The reason is that these finds didn’t actually support our rationale for war. They did not prove that Iraq had an active WMD program. These weapons were relics; products of the pre-First Gulf War era, a time when the United States was complicit in helping to manufacture and supply these weapons.

This truth is deeply personal for me. My brother served in Operation Iraqi Freedom and in 2004 was killed when his team inspected a suspected chemical weapons factory and the building exploded. That factory had no active program. I still don’t know why it blew up. But the consequence is unchanged. Sherwood is forever gone, and our campaign after his death to end the war was largely predicated on the fact that the threat of chemical weapons did not exist.

This revelation does not change much of that narrative. In fact, it further compounds the negligence, hubris and deception that led us to re-invade Iraq in 2003. The soldiers that made these discoveries of degrading chemical weapons buried in the sand suffered significant injuries as a result. Because the weapons they found didn’t exist in the eyes of their superiors, they were denied treatment and medals.

Here we have yet one more tragedy of the Iraq war directly attributable to lies. This is the problem with the truth: it is both patient and stubborn. Efforts to suppress it make it even more potent when it inevitably burrows its way to the surface.
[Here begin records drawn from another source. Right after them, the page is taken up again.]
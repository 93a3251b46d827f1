//! API Handlers
//!
//! HTTP request handlers for the lookup service endpoints.

use axum::{
    extract::{RawQuery, State},
    http::{header::USER_AGENT, HeaderMap},
    Json,
};

use crate::cache::SharedCache;
use crate::config::Config;
use crate::describer::{Describer, ReqwestFetcher};
use crate::error::{DescribeError, Result};
use crate::models::{DescribeQuery, HealthResponse, ShortDescription, StatsResponse};

/// Application state shared across all handlers.
#[derive(Clone)]
pub struct AppState {
    pub describer: Describer,
}

impl AppState {
    pub fn new(describer: Describer) -> Self {
        Self { describer }
    }

    /// Builds the describer and its reqwest fetcher from configuration.
    pub fn from_config(config: &Config) -> Result<Self> {
        let fetcher = ReqwestFetcher::new(config.upstream_timeout)
            .map_err(|e| DescribeError::internal_with("failed to build http client", e))?;
        let describer = Describer::new(config.describer_config(), std::sync::Arc::new(fetcher))?;
        Ok(Self::new(describer))
    }

    pub fn cache(&self) -> SharedCache {
        self.describer.cache()
    }
}

/// Handler for GET /?person=...
///
/// The caller is identified by its `User-Agent` header, which is forwarded
/// upstream.
pub async fn describe_handler(
    State(state): State<AppState>,
    RawQuery(raw): RawQuery,
    headers: HeaderMap,
) -> Result<Json<ShortDescription>> {
    let query = DescribeQuery::from_raw(raw.as_deref());
    let person = query.person().map_err(DescribeError::InvalidArgument)?;

    let user_agent = headers
        .get(USER_AGENT)
        .map(|value| String::from_utf8_lossy(value.as_bytes()))
        .unwrap_or_default();

    let description = state
        .describer
        .short_description(person, &user_agent)
        .await?;

    Ok(Json(description))
}

/// Handler for GET /stats
pub async fn stats_handler(State(state): State<AppState>) -> Json<StatsResponse> {
    let stats = state.cache().read().await.stats();
    Json(StatsResponse::from(stats))
}

/// Handler for GET /health
pub async fn health_handler() -> Json<HealthResponse> {
    Json(HealthResponse::healthy())
}
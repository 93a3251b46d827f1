//! Cache Module
//!
//! Provides an in-memory description cache with TTL freshness and LRU eviction.

mod entry;
mod lru;
mod stats;
mod store;


use std::sync::Arc;

use tokio::sync::RwLock;

// Re-export public types
pub use entry::CacheEntry;
pub use lru::LruTracker;
pub use stats::CacheStats;
pub use store::CacheStore;

/// Cache handle shared between lookups and the purge task.
pub type SharedCache = Arc<RwLock<CacheStore>>;
//! Describer Module
//!
//! Lookup orchestration: decoding and normalizing titles, the injected
//! upstream fetch capability, and the cached lookup itself.

pub mod fetch;
pub mod normalize;
mod service;

pub use fetch::{BodyStream, Fetcher, ReqwestFetcher, UpstreamRequest, UpstreamResponse};
pub use normalize::{normalize_title, query_unescape};
pub use service::{
    Describer, DescriberConfig, DEFAULT_CACHED_TTL, DEFAULT_CACHE_SIZE, DEFAULT_UPSTREAM_URL,
};
//! Delimited Span Scanner
//!
//! Extracts the text between two literal markers from a stream of byte
//! chunks without holding the whole document in memory. Only the last
//! `start.len()` bytes are kept while looking for the start marker; after
//! that, bytes are captured until the end marker shows up.

use std::io;

use bytes::Bytes;
use futures::{Stream, StreamExt};
use thiserror::Error;

#[derive(Error, Debug)]
pub enum ScanError {
    /// The stream ended before both markers were seen
    #[error("delimited span not found")]
    NotFound,

    #[error("markers must not be empty")]
    EmptyMarker,

    #[error("failed to read stream: {0}")]
    Io(#[from] io::Error),
}

#[derive(Debug, Clone, Copy, PartialEq, Eq)]
enum Phase {
    Discard,
    Capture,
    Done,
}

// == Span Scanner ==
/// Push-based scanner: feed it chunks until it yields the span.
#[derive(Debug)]
pub struct SpanScanner {
    start: Vec<u8>,
    end: Vec<u8>,
    phase: Phase,
    /// Trailing bytes seen while discarding, at most `start.len()`
    window: Vec<u8>,
    captured: Vec<u8>,
}

impl SpanScanner {
    pub fn new(start: &str, end: &str) -> Result<Self, ScanError> {
        if start.is_empty() || end.is_empty() {
            return Err(ScanError::EmptyMarker);
        }

        Ok(Self {
            start: start.as_bytes().to_vec(),
            end: end.as_bytes().to_vec(),
            phase: Phase::Discard,
            window: Vec::with_capacity(start.len()),
            captured: Vec::new(),
        })
    }

    // == Feed ==
    /// Consumes the next chunk.
    ///
    /// Returns the span as soon as the end marker completes; bytes after it
    /// in the same chunk are ignored.
    pub fn feed(&mut self, chunk: &[u8]) -> Option<String> {
        for &byte in chunk {
            match self.phase {
                Phase::Discard => self.discard(byte),
                Phase::Capture => {
                    self.captured.push(byte);
                    if self.captured.ends_with(&self.end) {
                        self.phase = Phase::Done;
                        let span_len = self.captured.len() - self.end.len();
                        self.captured.truncate(span_len);
                        let span = std::mem::take(&mut self.captured);
                        return Some(String::from_utf8_lossy(&span).into_owned());
                    }
                }
                Phase::Done => return None,
            }
        }

        None
    }

    fn discard(&mut self, byte: u8) {
        if self.window.len() == self.start.len() {
            self.window.remove(0);
        }
        self.window.push(byte);

        if self.window == self.start {
            self.phase = Phase::Capture;
            self.window = Vec::new();
        }
    }
}

// == Read Between ==
/// Returns the text strictly between the first `start` and the first `end`
/// following it.
///
/// Reading stops as soon as the end marker is found, so the stream may be
/// left partially consumed. A stream that ends before either marker is
/// complete yields [`ScanError::NotFound`].
pub async fn read_between<S>(mut stream: S, start: &str, end: &str) -> Result<String, ScanError>
where
    S: Stream<Item = io::Result<Bytes>> + Unpin,
{
    let mut scanner = SpanScanner::new(start, end)?;

    while let Some(chunk) = stream.next().await {
        if let Some(span) = scanner.feed(&chunk?) {
            return Ok(span);
        }
    }

    Err(ScanError::NotFound)
}
//! Expired Entry Purge Task
//!
//! Background task that periodically drops stale cache entries so they stop
//! occupying capacity until LRU pressure pushes them out.

use std::time::Duration;

use tokio::task::JoinHandle;
use tracing::{debug, info};

use crate::cache::SharedCache;

/// Spawns a background task that purges expired entries every `interval`.
///
/// The returned handle is aborted during graceful shutdown.
pub fn spawn_cleanup_task(cache: SharedCache, interval: Duration) -> JoinHandle<()> {
    tokio::spawn(async move {
        info!(interval_secs = interval.as_secs(), "starting cache purge task");

        let mut ticker = tokio::time::interval(interval);
        // The first tick completes immediately
        ticker.tick().await;

        loop {
            ticker.tick().await;

            let removed = cache.write().await.purge_expired();

            if removed > 0 {
                info!(removed, "purged expired cache entries");
            } else {
                debug!("no expired cache entries");
            }
        }
    })
}
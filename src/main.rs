//! Short Description - a lookup service for short biographical descriptions
//!
//! Serves `GET /?person=<title>` backed by a cached MediaWiki lookup.

use anyhow::Context;
use tokio::signal;
use tracing::{info, warn};
use tracing_subscriber::{layer::SubscriberExt, util::SubscriberInitExt};

use short_description::{create_router, spawn_cleanup_task, AppState, Config};

/// Main entry point for the lookup server.
///
/// # Startup Sequence
/// 1. Initialize tracing subscriber for logging
/// 2. Load configuration from environment variables
/// 3. Create the describer and its cache
/// 4. Start background cache purge task
/// 5. Serve HTTP until SIGINT/SIGTERM
#[tokio::main]
async fn main() -> anyhow::Result<()> {
    // Defaults to "info" level, can be overridden with RUST_LOG env var
    tracing_subscriber::registry()
        .with(
            tracing_subscriber::EnvFilter::try_from_default_env()
                .unwrap_or_else(|_| "short_description=info,tower_http=info".into()),
        )
        .with(tracing_subscriber::fmt::layer())
        .init();

    let config = Config::from_env().context("error parsing env vars")?;
    info!(
        "Configuration loaded: cache_size={}, cached_ttl={}s, upstream={}, timeout={}s",
        config.cache_size,
        config.cached_ttl.as_secs(),
        config.upstream_url,
        config.upstream_timeout.as_secs()
    );

    let state = AppState::from_config(&config).context("failed to create describer")?;

    let cleanup_handle = spawn_cleanup_task(state.cache(), config.cleanup_interval);

    let app = create_router(state);

    let listener = tokio::net::TcpListener::bind(config.addr)
        .await
        .with_context(|| format!("unable to listen on {}", config.addr))?;
    info!("The short description server listens at http://{}", listener.local_addr()?);

    axum::serve(listener, app)
        .with_graceful_shutdown(shutdown_signal(cleanup_handle))
        .await
        .context("server error")?;

    info!("Server shutdown complete");
    Ok(())
}

/// Waits for Ctrl+C or SIGTERM, then stops the purge task.
async fn shutdown_signal(cleanup_handle: tokio::task::JoinHandle<()>) {
    let ctrl_c = async {
        if let Err(e) = signal::ctrl_c().await {
            warn!("Failed to install Ctrl+C handler: {}", e);
            std::future::pending::<()>().await;
        }
    };

    #[cfg(unix)]
    let terminate = async {
        match signal::unix::signal(signal::unix::SignalKind::terminate()) {
            Ok(mut sigterm) => {
                sigterm.recv().await;
            }
            Err(e) => {
                warn!("Failed to install SIGTERM handler: {}", e);
                std::future::pending::<()>().await;
            }
        }
    };

    #[cfg(not(unix))]
    let terminate = std::future::pending::<()>();

    tokio::select! {
        _ = ctrl_c => {
            info!("Received Ctrl+C, initiating shutdown...");
        }
        _ = terminate => {
            info!("Received SIGTERM, initiating shutdown...");
        }
    }

    cleanup_handle.abort();
    warn!("Cache purge task aborted");
}
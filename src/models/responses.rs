//! Response DTOs for the lookup API
//!
//! Defines the structure of outgoing HTTP response bodies.

use serde::{Deserialize, Serialize};

use crate::cache::CacheStats;

/// Result of a lookup, returned by `GET /?person=...`
#[derive(Debug, Clone, PartialEq, Eq, Serialize, Deserialize)]
pub struct ShortDescription {
    /// Normalized title
    pub person: String,
    #[serde(default, skip_serializing_if = "String::is_empty")]
    pub description: String,
}

impl ShortDescription {
    pub fn new(person: impl Into<String>, description: impl Into<String>) -> Self {
        Self {
            person: person.into(),
            description: description.into(),
        }
    }
}

/// Response body for `GET /stats`
#[derive(Debug, Clone, Serialize)]
pub struct StatsResponse {
    pub hits: u64,
    pub misses: u64,
    pub evictions: u64,
    pub expirations: u64,
    /// Current number of entries in cache
    pub total_entries: usize,
    /// hits / (hits + misses)
    pub hit_rate: f64,
}

impl From<CacheStats> for StatsResponse {
    fn from(stats: CacheStats) -> Self {
        Self {
            hit_rate: stats.hit_rate(),
            hits: stats.hits,
            misses: stats.misses,
            evictions: stats.evictions,
            expirations: stats.expirations,
            total_entries: stats.total_entries,
        }
    }
}

/// Response body for `GET /health`
#[derive(Debug, Clone, Serialize)]
pub struct HealthResponse {
    /// Health status (e.g., "healthy")
    pub status: String,
    /// Current timestamp in ISO 8601 format
    pub timestamp: String,
}

impl HealthResponse {
    /// Creates a new HealthResponse with current timestamp
    pub fn healthy() -> Self {
        Self {
            status: "healthy".to_string(),
            timestamp: chrono::Utc::now().to_rfc3339(),
        }
    }
}

/// Error response body for all error conditions
#[derive(Debug, Clone, Serialize, Deserialize)]
pub struct ErrorResponse {
    pub error: String,
}

impl ErrorResponse {
    pub fn new(error: impl Into<String>) -> Self {
        Self {
            error: error.into(),
        }
    }
}
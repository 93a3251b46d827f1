//! Query decoding and title normalization
//!
//! Titles are canonicalized the way the upstream wiki does it so equivalent
//! spellings share one cache entry: only the first `|` separated title is
//! kept, its first character is uppercased and underscores become spaces.

use crate::error::{DescribeError, Result};

// == Query Unescape ==
/// Decodes a query-string value: `+` becomes a space and every `%` must be
/// followed by two hex digits. The decoded bytes must be valid UTF-8.
pub fn query_unescape(raw: &str) -> Result<String> {
    let bytes = raw.as_bytes();
    let mut decoded = Vec::with_capacity(bytes.len());
    let mut i = 0;

    while i < bytes.len() {
        match bytes[i] {
            b'%' => {
                let hi = bytes.get(i + 1).copied().and_then(hex_value);
                let lo = bytes.get(i + 2).copied().and_then(hex_value);
                match (hi, lo) {
                    (Some(hi), Some(lo)) => decoded.push(hi << 4 | lo),
                    _ => {
                        let end = (i + 3).min(bytes.len());
                        let escape = String::from_utf8_lossy(&bytes[i..end]);
                        return Err(DescribeError::invalid_argument(format!(
                            "person is wrongly encoded: invalid escape {:?}",
                            escape
                        )));
                    }
                }
                i += 3;
            }
            b'+' => {
                decoded.push(b' ');
                i += 1;
            }
            byte => {
                decoded.push(byte);
                i += 1;
            }
        }
    }

    String::from_utf8(decoded).map_err(|_| {
        DescribeError::invalid_argument("person is wrongly encoded: not valid UTF-8")
    })
}

fn hex_value(byte: u8) -> Option<u8> {
    match byte {
        b'0'..=b'9' => Some(byte - b'0'),
        b'a'..=b'f' => Some(byte - b'a' + 10),
        b'A'..=b'F' => Some(byte - b'A' + 10),
        _ => None,
    }
}

// == Normalize Title ==
/// Canonical form of an already decoded title.
///
/// Pure and idempotent: `normalize_title(&normalize_title(x)) == normalize_title(x)`.
pub fn normalize_title(decoded: &str) -> String {
    let first = decoded.split('|').next().unwrap_or_default();

    let mut chars = first.chars();
    let capitalized: String = match chars.next() {
        Some(c) => c.to_uppercase().chain(chars).collect(),
        None => String::new(),
    };

    capitalized.replace('_', " ")
}
//! Cache Entry Module
//!
//! Defines the structure for individual cache entries with freshness checks.

use std::time::Duration;

use tokio::time::Instant;

// == Cache Entry ==
/// A cached description together with the moment it was inserted.
///
/// `inserted_at` is fixed at construction; refreshing a key replaces the
/// whole entry.
#[derive(Debug, Clone)]
pub struct CacheEntry {
    /// The stored description
    pub value: String,
    inserted_at: Instant,
}

impl CacheEntry {
    // == Constructor ==
    /// Creates a new entry stamped with the current time.
    pub fn new(value: String) -> Self {
        Self {
            value,
            inserted_at: Instant::now(),
        }
    }

    /// Moment the entry was inserted.
    pub fn inserted_at(&self) -> Instant {
        self.inserted_at
    }

    // == Is Expired ==
    /// Checks whether the entry is stale under `ttl`.
    ///
    /// Boundary condition: an entry is stale once `now - inserted_at >= ttl`,
    /// so a zero TTL makes every entry stale on its first read.
    pub fn is_expired(&self, ttl: Duration) -> bool {
        self.age() >= ttl
    }

    /// Time elapsed since insertion.
    pub fn age(&self) -> Duration {
        Instant::now().saturating_duration_since(self.inserted_at)
    }
}
//! Cache Statistics Module
//!
//! Tracks cache performance metrics including hits, misses, evictions and expirations.

use serde::Serialize;

// == Cache Stats ==
#[derive(Debug, Clone, Default, Serialize)]
pub struct CacheStats {
    /// Lookups answered by a fresh entry
    pub hits: u64,
    /// Lookups with no fresh entry (absent or stale)
    pub misses: u64,
    /// Entries dropped by LRU capacity pressure
    pub evictions: u64,
    /// Entries dropped because they went stale
    pub expirations: u64,
    /// Current number of entries in the cache
    pub total_entries: usize,
}

impl CacheStats {
    pub fn new() -> Self {
        Self::default()
    }

    // == Hit Rate ==
    /// Returns hits / (hits + misses), or 0.0 if no lookups have been made.
    pub fn hit_rate(&self) -> f64 {
        let total = self.hits + self.misses;
        if total == 0 {
            0.0
        } else {
            self.hits as f64 / total as f64
        }
    }

    pub fn record_hit(&mut self) {
        self.hits += 1;
    }

    pub fn record_miss(&mut self) {
        self.misses += 1;
    }

    pub fn record_eviction(&mut self) {
        self.evictions += 1;
    }

    pub fn record_expirations(&mut self, count: usize) {
        self.expirations += count as u64;
    }

    pub fn set_total_entries(&mut self, count: usize) {
        self.total_entries = count;
    }
}
//! Upstream Fetch Tests
//!
//! Runs the describer with the real HTTP fetcher against a mock MediaWiki API.

use std::sync::Arc;
use std::time::Duration;

use short_description::{Describer, DescriberConfig, ErrorKind, ReqwestFetcher};
use wiremock::matchers::{header, header_exists, method, path, query_param};
use wiremock::{Mock, MockServer, ResponseTemplate};

const CONTACT: &str = "test@example.org";

const REVISION_BODY: &str = r#"{"batchcomplete":true,"query":{"pages":[{"pageid":1,"title":"Yoshua Bengio","revisions":[{"slots":{"main":{"content":"{{Short description|Canadian computer scientist}}\n'''Yoshua Bengio''' is..."}}}]}]}}"#;

// == Helper Functions ==

fn describer_for(server: &MockServer, timeout: Duration) -> Describer {
    let mut config = DescriberConfig::new(CONTACT);
    config.upstream_url = format!("{}/w/api.php", server.uri());
    let fetcher = ReqwestFetcher::new(timeout).unwrap();
    Describer::new(config, Arc::new(fetcher)).unwrap()
}

// == Success ==

#[tokio::test]
async fn test_fetches_and_extracts_description() {
    let server = MockServer::start().await;
    let describer = describer_for(&server, Duration::from_secs(5));

    Mock::given(method("GET"))
        .and(path("/w/api.php"))
        .and(query_param("action", "query"))
        .and(query_param("prop", "revisions"))
        .and(query_param("rvprop", "content"))
        .and(query_param("rvslots", "main"))
        .and(query_param("titles", "Yoshua Bengio"))
        .and(header("user-agent", "integration-test"))
        .and(header("Api-User-Agent", describer.api_user_agent()))
        .respond_with(ResponseTemplate::new(200).set_body_string(REVISION_BODY))
        .expect(1)
        .mount(&server)
        .await;

    let first = describer
        .short_description("yoshua_Bengio", "integration-test")
        .await
        .unwrap();
    assert_eq!(first.person, "Yoshua Bengio");
    assert_eq!(first.description, "Canadian computer scientist");

    // Served from cache; the mock verifies a single upstream call on drop
    let second = describer
        .short_description("Yoshua+Bengio", "integration-test")
        .await
        .unwrap();
    assert_eq!(first, second);
}

#[tokio::test]
async fn test_service_tag_carries_contact_info() {
    let server = MockServer::start().await;
    let describer = describer_for(&server, Duration::from_secs(5));

    assert!(describer.api_user_agent().starts_with("ShortDescriptionAPI/v"));
    assert!(describer.api_user_agent().contains(&format!("({})", CONTACT)));

    Mock::given(method("GET"))
        .and(header_exists("Api-User-Agent"))
        .respond_with(ResponseTemplate::new(200).set_body_string(REVISION_BODY))
        .expect(1)
        .mount(&server)
        .await;

    describer
        .short_description("Yoshua Bengio", "integration-test")
        .await
        .unwrap();
}

// == Failures ==

#[tokio::test]
async fn test_page_without_short_description_is_not_found() {
    let server = MockServer::start().await;
    let describer = describer_for(&server, Duration::from_secs(5));

    Mock::given(method("GET"))
        .respond_with(ResponseTemplate::new(200).set_body_string(
            r#"{"query":{"pages":[{"title":"Yoshua Bengio","missing":true}]}}"#,
        ))
        .mount(&server)
        .await;

    let err = describer
        .short_description("Yoshua Bengio", "integration-test")
        .await
        .unwrap_err();
    assert_eq!(err.kind(), ErrorKind::NotFound);
}

#[tokio::test]
async fn test_upstream_status_classification() {
    let cases = [
        (404, ErrorKind::NotFound),
        (400, ErrorKind::Internal),
        (500, ErrorKind::Upstream),
        (503, ErrorKind::Upstream),
    ];

    for (status, expected) in cases {
        let server = MockServer::start().await;
        let describer = describer_for(&server, Duration::from_secs(5));

        Mock::given(method("GET"))
            .respond_with(ResponseTemplate::new(status).set_body_string("upstream says no"))
            .expect(1)
            .mount(&server)
            .await;

        let err = describer
            .short_description("Yoshua Bengio", "integration-test")
            .await
            .unwrap_err();
        assert_eq!(err.kind(), expected, "status {}", status);
        assert!(
            err.to_string().contains(&format!("request failed with status {}", status)),
            "unexpected message: {}",
            err
        );
    }
}

#[tokio::test]
async fn test_failed_lookups_are_not_cached() {
    let server = MockServer::start().await;
    let describer = describer_for(&server, Duration::from_secs(5));

    Mock::given(method("GET"))
        .respond_with(ResponseTemplate::new(500))
        .expect(2)
        .mount(&server)
        .await;

    for _ in 0..2 {
        let err = describer
            .short_description("Yoshua Bengio", "integration-test")
            .await
            .unwrap_err();
        assert_eq!(err.kind(), ErrorKind::Upstream);
    }
    assert!(describer.cache().read().await.is_empty());
}

#[tokio::test]
async fn test_slow_upstream_times_out() {
    let server = MockServer::start().await;
    let describer = describer_for(&server, Duration::from_millis(100));

    Mock::given(method("GET"))
        .respond_with(
            ResponseTemplate::new(200)
                .set_body_string(REVISION_BODY)
                .set_delay(Duration::from_secs(2)),
        )
        .mount(&server)
        .await;

    let err = describer
        .short_description("Yoshua Bengio", "integration-test")
        .await
        .unwrap_err();
    assert_eq!(err.kind(), ErrorKind::Upstream);
}

#[tokio::test]
async fn test_unreachable_upstream_is_upstream_error() {
    let mut config = DescriberConfig::new(CONTACT);
    // Port 9 (discard) is closed on test hosts
    config.upstream_url = "http://127.0.0.1:9/w/api.php".to_string();
    let fetcher = ReqwestFetcher::new(Duration::from_secs(2)).unwrap();
    let describer = Describer::new(config, Arc::new(fetcher)).unwrap();

    let err = describer
        .short_description("Yoshua Bengio", "integration-test")
        .await
        .unwrap_err();
    assert_eq!(err.kind(), ErrorKind::Upstream);
}
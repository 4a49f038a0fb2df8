use chrono::{DateTime, Utc};

use crate::user::UserId;

pub type TaskId = String;

#[derive(Debug, Copy, Clone, PartialEq, Eq)]
pub enum TaskStatus {
    Pending,
    Done,
}

impl TaskStatus {
    pub fn toggled(self) -> Self {
        match self {
            TaskStatus::Pending => TaskStatus::Done,
            TaskStatus::Done => TaskStatus::Pending,
        }
    }
}

#[derive(Debug, Clone)]
pub struct Task {
    pub id: TaskId,
    pub user_id: UserId,
    pub title: String,
    pub due_at: Option<DateTime<Utc>>,
    pub is_starred: bool,
    pub category: Option<String>,
    pub parent_id: Option<TaskId>,
    pub status: TaskStatus,
    pub created_at: DateTime<Utc>,
    pub updated_at: DateTime<Utc>,
}

impl Task {
    pub fn is_pending(&self) -> bool {
        self.status == TaskStatus::Pending
    }
}

#[derive(Debug, Clone, Default)]
pub struct NewTask {
    pub title: String,
    pub due_at: Option<DateTime<Utc>>,
    pub is_starred: bool,
    pub category: Option<String>,
    pub parent_id: Option<TaskId>,
}

/// Partial update of a task. `None` leaves the field untouched.
#[derive(Debug, Clone, Default)]
pub struct UpdateTask {
    pub title: Option<String>,
    pub status: Option<TaskStatus>,
    pub due_at: Option<DateTime<Utc>>,
    pub is_starred: Option<bool>,
    pub category: Option<String>,
}
mod clock;
mod delivery;
mod directory;
mod job;
mod registry;
mod scheduler;

#[cfg(any(test, feature = "test-util"))]
pub mod test_util;

pub use clock::{Clock, Timer, TokioClock};
pub use delivery::{LogNotificationSink, NotificationSink, ReminderNotification};
pub use directory::UserDirectory;
pub use job::{
    JobId, ReminderJob, ReminderRequest, ReminderState, default_lead_time, reminder_fire_at,
};
pub use registry::{ReminderRegistry, ScheduleOutcome};
pub use scheduler::{ReminderScheduler, TaskReminderScheduler};
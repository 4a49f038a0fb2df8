use async_trait::async_trait;
use sentinel_models::user::UserId;

/// Resolves where a reminder for a user should be sent.
#[async_trait]
pub trait UserDirectory: Send + Sync + 'static {
    async fn lookup_email(&self, user_id: &UserId) -> anyhow::Result<Option<String>>;
}
use std::{sync::Arc, time::Duration};

use anyhow::Context;
use chrono::Utc;
use sentinel_scheduler::{
    LogNotificationSink, ReminderRegistry, ReminderScheduler, TaskReminderScheduler, TokioClock,
};
use sentinel_storage::{
    InMemoryCategoryStorage, InMemoryTaskStorage, InMemoryUserStorage, NewUser, TaskStorage,
    UserStorage,
};

use sentinel::{
    appsettings, directory::StorageUserDirectory, suggestions, task_service::TaskService,
};

#[tokio::main]
async fn main() -> anyhow::Result<()> {
    let _ = dotenvy::dotenv();
    init_logging();

    let settings = appsettings::load().context("Failed to load appsettings")?;
    log::info!("Starting Sentinel reminder service");

    let users: Arc<dyn UserStorage> = Arc::new(InMemoryUserStorage::new());
    let tasks: Arc<dyn TaskStorage> = Arc::new(InMemoryTaskStorage::new());
    let categories = InMemoryCategoryStorage::new();

    let lead_time = appsettings::reminder_lead_time(&settings.reminders)?;
    let registry = ReminderRegistry::new(
        Arc::new(TokioClock::new()),
        Arc::new(StorageUserDirectory::new(users.clone())),
        Arc::new(LogNotificationSink),
        lead_time,
    );
    let scheduler: Arc<dyn ReminderScheduler> = Arc::new(
        TaskReminderScheduler::new(registry).with_shutdown_timeout(Duration::from_secs(
            settings.reminders.shutdown_timeout_secs,
        )),
    );

    let service = TaskService::new(tasks, users.clone(), scheduler.clone());

    let demo_user = users
        .create(NewUser {
            id: Some(settings.demo.user_id),
            email: settings.demo.email,
        })
        .await?;

    let created = suggestions::sync_inbox(&service, &categories, &demo_user.id, Utc::now()).await?;
    for task in &created {
        log::info!(
            "Accepted suggestion '{}'. [task_id = {}, due_at = {:?}]",
            task.title,
            task.id,
            task.due_at
        );
    }

    tokio::signal::ctrl_c()
        .await
        .context("Failed to listen for shutdown signal")?;

    log::info!("Shutting down");
    scheduler.shutdown().await;

    Ok(())
}

fn init_logging() {
    let filters = std::env::var("RUST_LOG").unwrap_or_else(|_| "info".to_owned());
    pretty_env_logger::formatted_builder()
        .parse_filters(&filters)
        .init();
}
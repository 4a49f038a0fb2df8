pub mod appsettings;
pub mod directory;
pub mod suggestions;
pub mod task_service;
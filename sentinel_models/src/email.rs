use chrono::{DateTime, Utc};

use crate::task::NewTask;

#[derive(Debug, Clone)]
pub struct Email {
    pub id: String,
    pub subject: String,
    pub body: String,
    pub received_at: DateTime<Utc>,
    pub sender: Option<String>,
    pub recipient: Option<String>,
}

/// A task derived from an email that the user has not accepted yet.
#[derive(Debug, Clone, PartialEq)]
pub struct SuggestedTask {
    pub id: String,
    pub title: String,
    pub due_at: Option<DateTime<Utc>>,
    pub category: Option<String>,
    pub linked_email_id: Option<String>,
    pub email_subject: Option<String>,
}

impl From<SuggestedTask> for NewTask {
    fn from(value: SuggestedTask) -> Self {
        Self {
            title: value.title,
            due_at: value.due_at,
            is_starred: false,
            category: value.category,
            parent_id: None,
        }
    }
}
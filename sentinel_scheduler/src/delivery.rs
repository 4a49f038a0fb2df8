use async_trait::async_trait;
use chrono::{DateTime, Utc};
use sentinel_models::task::TaskId;

#[derive(Debug, Clone, PartialEq, Eq)]
pub struct ReminderNotification {
    pub task_id: TaskId,
    pub task_title: String,
    pub user_email: String,
    pub due_at: DateTime<Utc>,
}

#[async_trait]
pub trait NotificationSink: Send + Sync + 'static {
    async fn deliver(&self, notification: &ReminderNotification) -> anyhow::Result<()>;
}

/// Writes reminders to the log instead of a real transport.
pub struct LogNotificationSink;

#[async_trait]
impl NotificationSink for LogNotificationSink {
    async fn deliver(&self, notification: &ReminderNotification) -> anyhow::Result<()> {
        log::info!(
            "🔔 REMINDER: Task '{}' is due at {}. [task_id = {}, user_email = {}]",
            notification.task_title,
            notification.due_at.format("%Y-%m-%d %H:%M UTC"),
            notification.task_id,
            notification.user_email
        );

        Ok(())
    }
}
Eventually, we’ll know it for ourselves. We’ll know a few miles from the finish line. We’ll know when we look our veterans and our widows in the eyes and tell them how much we appreciate their sacrifice. Because in these instances, we cannot do anything but reckon with ourselves and flashback in our minds.

In the buildup to this occasion, were we honest or were we seduced by the lies? These moments are either filled with the substance to carry on with purpose and dignity or they are completely hollow, forcing us to traverse the black hole of our own fraudulence. There is nothing in between.

And still, either way, it’s the truth.